Cost-effectiveness of iptacopan for paroxysmal nocturnal hemoglobinuria

Iptacopan, a novel oral Factor B inhibitor, recently obtained FDA approval for treating paroxysmal nocturnal hemoglobinuria, a rare blood disorder characterized by persistent complement-mediated hemolytic anemia. The standard-of-care (SOC) has traditionally relied on complement C5 inhibitors eculizumab and ravulizumab, which are limited by persistent anemia from extravascular hemolysis and requirement for intravenous infusion.

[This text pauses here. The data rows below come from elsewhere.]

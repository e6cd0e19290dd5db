/**
 * Delivery Engine
 *
 * Routes one authorized message: persist it, then hand it to the
 * recipient's live connection if there is one.
 *
 * # Guarantees
 *
 * - Unauthorized messages are neither persisted nor delivered.
 * - Every authorized message is appended to history exactly once, whether
 *   or not the recipient is online.
 * - Live delivery is attempted even when the append failed.
 * - Nothing is reported back to the sender.
 */

use std::sync::Arc;

use crate::backend::relay::collaborators::HistoryStore;
use crate::backend::relay::gate::AuthorizationGate;
use crate::backend::relay::registry::ConnectionRegistry;
use crate::shared::RelayMessage;

#[derive(Clone)]
pub struct DeliveryEngine {
    gate: AuthorizationGate,
    history: Arc<dyn HistoryStore>,
    registry: ConnectionRegistry,
}

impl DeliveryEngine {
    pub fn new(
        gate: AuthorizationGate,
        history: Arc<dyn HistoryStore>,
        registry: ConnectionRegistry,
    ) -> Self {
        Self {
            gate,
            history,
            registry,
        }
    }

    pub fn registry(&self) -> &ConnectionRegistry {
        &self.registry
    }

    pub fn history(&self) -> &Arc<dyn HistoryStore> {
        &self.history
    }

    /// Relay one message from its sender to its recipient
    pub async fn relay(&self, message: RelayMessage) {
        if !self
            .gate
            .is_authorized(&message.sender, &message.recipient)
            .await
        {
            tracing::info!(
                "[Relay] Dropped message {} -> {}: not friends",
                message.sender,
                message.recipient
            );
            return;
        }

        if let Err(e) = self.history.append(&message).await {
            tracing::error!(
                "[Relay] Failed to persist message {} -> {}: {}",
                message.sender,
                message.recipient,
                e
            );
        }

        let Some(connection) = self.registry.lookup(&message.recipient).await else {
            tracing::debug!("[Relay] {} offline, message kept in history", message.recipient);
            return;
        };

        match connection.send(message.to_outbound()) {
            Ok(()) => tracing::debug!(
                "[Relay] Delivered {} -> {}",
                message.sender,
                message.recipient
            ),
            Err(e) => tracing::warn!("[Relay] Live delivery failed, treating as offline: {}", e),
        }
    }
}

Recent publication of phase 3 studies in this arena reinforces iptacopan as an effective anti-complement monotherapy compared with SOC. Given ongoing price negotiations and limited literature showing its cost-ineffectiveness in the anti-C5-treated population, we conducted a comprehensive cost-effectiveness analysis of iptacopan monotherapy in anti-C5-treated patients from the societal perspective, as compared to C5 inhibition. The primary outcomes were the incremental net monetary benefit (iNMB) across a lifetime horizon and the cost-effective maximum monthly threshold price of iptacopan monotherapy compared to the SOC. The secondary outcome was time saved for patients and nurses with the utilization of oral iptacopan therapy. Iptacopan monotherapy and SOC accrued 12.6 and 10.8 QALYs at costs of $9.52 million and $13.5 million, respectively. Iptacopan remained cost-saving across extensive sensitivity and all scenario analyses, including alternative parameterization for anemia resolution and aggregated individual-level utilities and transition probability matrix. Across all probabilistic sensitivity analyses, iptacopan therapy was favored over SOC in 100% of 10,000 Monte Carlo iterations. Cost-saving thresholds for iptacopan versus anti-C5 in are ~1.1, 1.4, and 1.4 in Brazil, Japan, and the United States. Iptacopan monotherapy can improve quality-adjusted life expectancy for patients while saving healthcare costs across jurisdictions.